Maybe, but the biggest problem with the DVR is the expense. Set-top DVRs range from about $100 to as much as $1,000. Why do these devices get so pricey? Basically, your money pays for more recording time and in some cases, the size of the hard drive, where the larger the drive, the more hours it can store. The more expensive DVRs may come with features that allow you the ability to record the show onto a blank DVD.
Cable and satellite providers may also charge a separate rental fee instead of a one-time fee for the DVR usage. This cost can range anywhere from $10 per month to $30 per month. Annually, these costs add up, so you’ll want to make sure you’re actually getting your money’s worth out of your DVR.
If you didn’t use a DVR, is there another way to enjoy a show after it has aired? For cord-cutters, you could entertain purchasing an Apple TV or an Amazon Fire TV and ditching the cable altogether. There are the initial costs of these devices - about $170 for an Apple TV or under $50 for an Amazon Fire Stick, then you’d be paying for a streaming platform that would allow you to watch the same channels you had with cable:
Hulu: with ads is $5.99 per month, $11.99 without ads
Netflix basic: $8.99 per month or $15.99 for HD and multiple users/screens
Disney+: $6.99 per month ($5.83 with a $69.99 annual fee)

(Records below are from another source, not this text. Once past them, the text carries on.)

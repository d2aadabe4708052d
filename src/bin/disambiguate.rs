use anyhow::Result;
use authorlink::error::{exit_code_for, EXIT_CANCELLED};
use authorlink::inputs;
use authorlink::normalize::normalize_doi;
use authorlink::run::{execute_run, RunConfig, RunPaths};
use authorlink::scoring::ScoreBackend;
use clap::Parser;
use std::collections::BTreeSet;
use std::path::PathBuf;
use std::sync::atomic::AtomicBool;
use std::sync::Arc;

/// Incremental author name disambiguation over a bibliographic corpus.
#[derive(Debug, Parser)]
#[command(name = "disambiguate", version)]
struct Args {
    /// JSON array of raw Crossref author mention records.
    #[arg(long)]
    crossref_authors: PathBuf,

    /// JSON array of DOI strings handed to the upstream fetcher.
    #[arg(long)]
    dois: Option<PathBuf>,

    /// MU parameter table for Fellegi-Sunter mode (built-in when absent).
    #[arg(long)]
    mu_table: Option<PathBuf>,

    /// Scoring backend: "baseline" or "fs".
    #[arg(long, default_value = "baseline")]
    mode: String,

    /// Merge threshold (defaults depend on the mode).
    #[arg(long)]
    accept_threshold: Option<f64>,

    /// New-profile threshold (defaults depend on the mode).
    #[arg(long)]
    reject_threshold: Option<f64>,

    /// Fuzzy title dedup threshold.
    #[arg(long)]
    title_threshold: Option<f64>,

    #[arg(long, default_value_t = 42)]
    seed: u64,

    /// Run identifier; derived from the seed when omitted.
    #[arg(long)]
    run_id: Option<String>,

    /// Process at most this many publications.
    #[arg(long)]
    limit: Option<usize>,

    /// Parse worker pool size.
    #[arg(long)]
    max_workers: Option<usize>,

    /// Decision trace destination (defaults next to --output).
    #[arg(long)]
    trace_jsonl: Option<PathBuf>,

    /// Review queue destination (defaults next to --output).
    #[arg(long)]
    review_jsonl: Option<PathBuf>,

    /// Cluster assignment destination.
    #[arg(long, default_value = "results.json")]
    output: PathBuf,

    #[arg(long)]
    verbose: bool,

    #[arg(long)]
    debug: bool,
}

fn main() {
    let args = Args::parse();
    match run(&args) {
        Ok(code) => std::process::exit(code),
        Err(err) => {
            eprintln!("disambiguate: {err:#}");
            std::process::exit(exit_code_for(&err));
        }
    }
}

fn run(args: &Args) -> Result<i32> {
    let mode: ScoreBackend = args.mode.parse()?;
    let mut config = RunConfig::for_mode(mode);
    if let Some(accept) = args.accept_threshold {
        config.accept_threshold = accept;
    }
    if let Some(reject) = args.reject_threshold {
        config.reject_threshold = reject;
    }
    if let Some(title) = args.title_threshold {
        config.title_threshold = title;
    }
    if let Some(workers) = args.max_workers {
        config.max_workers = workers;
    }
    config.seed = args.seed;
    config.mu_table_path = args.mu_table.clone();
    config.limit = args.limit;
    config.run_id = args.run_id.clone();

    let records = inputs::load_crossref_authors(&args.crossref_authors)?;
    let (groups, warnings) = inputs::group_by_article(records);
    if args.debug {
        println!(
            "loaded {} mention records across {} publications",
            groups.iter().map(|g| g.records.len()).sum::<usize>(),
            groups.len()
        );
    }

    // DOIs the fetcher was asked for but that produced no records are
    // attributed to the fetcher, not the decision lane.
    let failed_dois = match &args.dois {
        Some(path) => {
            let requested = inputs::load_dois(path)?;
            let known: BTreeSet<String> = groups
                .iter()
                .filter_map(|g| normalize_doi(&g.article_id))
                .filter(|d| d.starts_with("10."))
                .collect();
            requested
                .into_iter()
                .filter(|doi| !known.contains(doi))
                .collect()
        }
        None => Vec::new(),
    };

    let mut paths = RunPaths::for_output(&args.output);
    if let Some(trace) = &args.trace_jsonl {
        paths.trace_jsonl = trace.clone();
    }
    if let Some(review) = &args.review_jsonl {
        paths.review_jsonl = review.clone();
    }

    let cancel = Arc::new(AtomicBool::new(false));
    signal_hook::flag::register(signal_hook::consts::SIGINT, Arc::clone(&cancel))?;

    let manifest = execute_run(&config, groups, warnings, failed_dois, &paths, &cancel)?;

    if args.verbose || args.debug {
        println!(
            "run {} {}: {} publications ({} duplicates), {} decisions (merge {}, new {}, unknown {}), {} profiles-affecting warnings",
            manifest.run_id,
            manifest.status,
            manifest.input_publications,
            manifest.duplicate_publications,
            manifest.decision_counts.total(),
            manifest.decision_counts.merge,
            manifest.decision_counts.new,
            manifest.decision_counts.unknown,
            manifest.skipped_mentions + manifest.invalid_orcids,
        );
        println!("outputs written next to {}", paths.results.display());
    }

    Ok(if manifest.cancelled { EXIT_CANCELLED } else { 0 })
}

Amazon Prime Video: $8.99 per month or with a $119 annual Prime membership
HBO Max: $14.99 per month
ESPN $5.99 per month
Often times with these services, there’s no need for a DVR device because the shows are kept in the streaming library to be watched at your convenience. Many of these services will have “live” options like Hulu’s live service which is about $55-$60, that also offer DVR options within its platform without the user needing a separate set-top DVR device.
Should You Get a DVR?
It all boils down to personal preference. Just because everyone else seems to be getting on the streaming train, doesn’t mean you have to cut the cord with cable if you don’t want to. If you’re comfortable with your cable package and would be able to swing the extra costs of a DVR, then there’s no reason why you shouldn’t be able to enjoy this extra add-on.
If you aren’t sure as to whether or not a DVR would add to your TV experience, then ask yourself these questions:
Does your family watch a lot of TV?
Do their favorite programs differ or conflict with one another?
Would a DVR be within your budget?
Is a DVR available from your cable provider?
A DVR makes sense for someone who frequently watches TV and has the need to record the shows they’re missing, a family with members preferring different genres. Also, someone with a busy schedule who can afford the DVR and wants to watch specific shows at a later date might want to consider a DVR.
For the majority of people, the biggest obstacle concerning DVRs are their costs. If you can swing the additional fees per month or the upfront costs you’d be charged for a separate set-top DVR, then it just becomes a matter of whether you’ll utilize the recording feature as often as you should to make it worthwhile. If the costs are going to eat away at your budget, then your DVR should be the first to go.
In most cases, the easiest and most cost-effective way to get a DVR is directly through your cable provider. You can lease the device through them, and the costs are lumped into your monthly cable bill, that way you don’t have to worry about multiple bills or providers. You’ll also have the benefit of the DVR being integrated and compatible with your cable TV package.
The bottom line with DVRs is that they’re only good if you actually use them. If you find that you’re scheduling shows to be recorded and you’ve completely forgotten about them, then it’s time to reconsider the DVR and its extra costs. Don’t get a cable DVR if you’re going to record one or two shows because what you’re being charged for the feature won’t make sense for this minimal use.